February, Cortés sails from Cuba on 11 ships loaded with over 450 soldiers, 16 horses and a large number of supplies. Cortés arrives in Yucatán and takes control of the town of Tabasco. Here the Spanish learn of the Aztec empire ruled by Moctezuma II. Dismissing Velasqué orders, Cortés goes on and founds the city of Veracruz, on the Gulf of Mexico directly east of Mexico City. Cortés begins his famous march inward into Mexico, using the strength of his forces to form an important alliance with the Tlascalans, enemies of the Aztecs. Cortés’s also traveled with an entourage of 400, including capture Indians and a woman translator Malinche, who becomes Cortés’s mistress.

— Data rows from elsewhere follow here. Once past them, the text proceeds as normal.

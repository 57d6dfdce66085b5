//! Sales dataset: cleaning, derived percentage measures, and aggregation.

use crate::cleaning::{harmonize_column_types, remove_duplicates, remove_empty_rows, remove_unwanted_columns};
use crate::error::Result;
use crate::schema::{
    self, COMPOSITE_KEY, DISCOUNT_PCT, DISCOUNT_USD, GROSS_SALES_USD, NET_SALES_KG, NET_SALES_UNITS,
    NET_SALES_USD, RETURNS_USD, RETURN_PCT, SALES_RENAMES, UNWANTED_COLUMNS,
};
use polars::prelude::*;
use tracing::info;

const REQUIRED: [&str; 15] = [
    schema::YEAR,
    schema::MONTH_NUMBER,
    schema::MONTH_NAME,
    schema::COUNTRY,
    schema::BUSINESS_UNIT,
    schema::CATEGORY,
    schema::BRAND,
    schema::SUB_BRAND,
    schema::MATERIAL_CODE,
    schema::MATERIAL_DESCRIPTION,
    GROSS_SALES_USD,
    NET_SALES_USD,
    NET_SALES_KG,
    NET_SALES_UNITS,
    RETURNS_USD,
];

/// Basic cleaning of the freshly decoded sales sheet.
pub fn clean_sales(df: DataFrame) -> Result<DataFrame> {
    let df = schema::rename_to_canonical(df, &SALES_RENAMES)?;
    let df = remove_empty_rows(df)?;
    let df = remove_duplicates(df)?;
    let df = remove_unwanted_columns(df, &UNWANTED_COLUMNS)?;
    harmonize_column_types(df)
}

/// Aggregate cleaned sales to one row per composite key.
///
/// Keeps rows with positive gross USD and positive net kilograms, derives the
/// discount and percentage measures, then sums the additive measures and
/// averages the two percentages per key. Percentages are on a 0-100 scale
/// with 0 substituted whenever gross is not positive.
pub fn aggregate_sales(df: DataFrame) -> Result<DataFrame> {
    schema::ensure_columns(&df, &REQUIRED)?;

    let before = df.height();
    let keys: Vec<Expr> = COMPOSITE_KEY.iter().map(|c| col(c)).collect();

    let aggregated = df
        .lazy()
        .filter(
            col(GROSS_SALES_USD)
                .gt(lit(0.0))
                .and(col(NET_SALES_KG).gt(lit(0.0))),
        )
        .with_columns([(col(GROSS_SALES_USD) - col(NET_SALES_USD)).alias(DISCOUNT_USD)])
        .with_columns([
            when(col(GROSS_SALES_USD).gt(lit(0.0)))
                .then(col(DISCOUNT_USD) / col(GROSS_SALES_USD) * lit(100.0))
                .otherwise(lit(0.0))
                .alias(DISCOUNT_PCT),
            when(col(GROSS_SALES_USD).gt(lit(0.0)))
                .then(col(RETURNS_USD) / col(GROSS_SALES_USD) * lit(100.0))
                .otherwise(lit(0.0))
                .alias(RETURN_PCT),
        ])
        .group_by(keys)
        .agg([
            col(GROSS_SALES_USD).sum(),
            col(NET_SALES_USD).sum(),
            col(NET_SALES_KG).sum(),
            col(NET_SALES_UNITS).sum(),
            col(RETURNS_USD).sum(),
            col(DISCOUNT_USD).sum(),
            col(DISCOUNT_PCT).mean(),
            col(RETURN_PCT).mean(),
        ])
        .collect()?;

    info!(
        "Sales aggregated: {} raw rows -> {} keyed rows",
        before,
        aggregated.height()
    );
    Ok(aggregated)
}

November – Cortés and his men arrive at Tenochtitlán where they are welcomed as honored guests by Moctezuma and his people due to the Spaniard’s resemblance to Quetzalcoatl, a legendary light-skinned god-king whose return was prophesied in Aztec legend. Cortés takes Moctezuma hostage and controls Tenochtitlán.
August 13: After a bloody series of conflicts–involving the Aztecs, the Tlascalans and other native allies of the Spaniards, and a Spanish force sent by Velásquez to contain Cortés – Cortés finally defeats the forces of Montezuma’s nephew, Cuauhtémoc (who became emperor after his uncle was killed in 1520) to complete his conquest of Tenochtitlán. His victory marks the fall of the once-mighty Aztec empire. Cortés razes the Aztec capital and builds Mexico City on its ruins; it quickly becomes the premier European center in the New World.
The above entries. 1519 to 1521, are from A History Timeline of Mexico
Mexico’s Indian population was estimated to be as high as 25 million in 1519 and as low as 4.5 million, most living in the great valley of Mexico. For more info visit Cambridge Mexico population study, and in particular Population estimate table
1520 to 1580
Fully 80 percent of the ships making voyages between Europe and the Americas are either Basque-manned and/or owned by Basque commercial interests.
The Indian population in Mexico may have been reduced to 16.8 million
December of 1529, Nuno Beltran de Guzman, once a lawyer, led an army of 500 Spanish and 10,000 Tlaxcalans, Aztecs and Tarascans into Sinola.
March of 1531, Guzman defeated 30,000 Indians and founded what is present day Culíacan. Many that survived were captured and enslaved. Later, Guzman’s Amerindian army was wiped out by epidemics and hunger. His was a reign of terror. Spanish colonialization was approaching Alamos.
Diego de Guzman, nephew of Nuño de Guzman, walks through on well-trod Indian trails. He was looking for Indian slaves. He may have been the first European to walk through present day Álamos, Sonora, Mexico. He went as far north as the Yaqui River before being stopped by hostile Yaquis.
Some accounts mention the Spanish being turned back by an elderly man in black robes who drew a line in the sand. Others talk about the vastly outnumbered Spanish turning around to avoid combat with the hostile Yaquis warriors.
The Viceroy of New Spain, Antonio de Mendoza, begins hearing of Guzmán’s atrocities in 1931 involving the Indians and, urged on by Franciscan Father Bartolomé de las Casas and Bishop Zumárraga, he has Guzmán arrested in 1535.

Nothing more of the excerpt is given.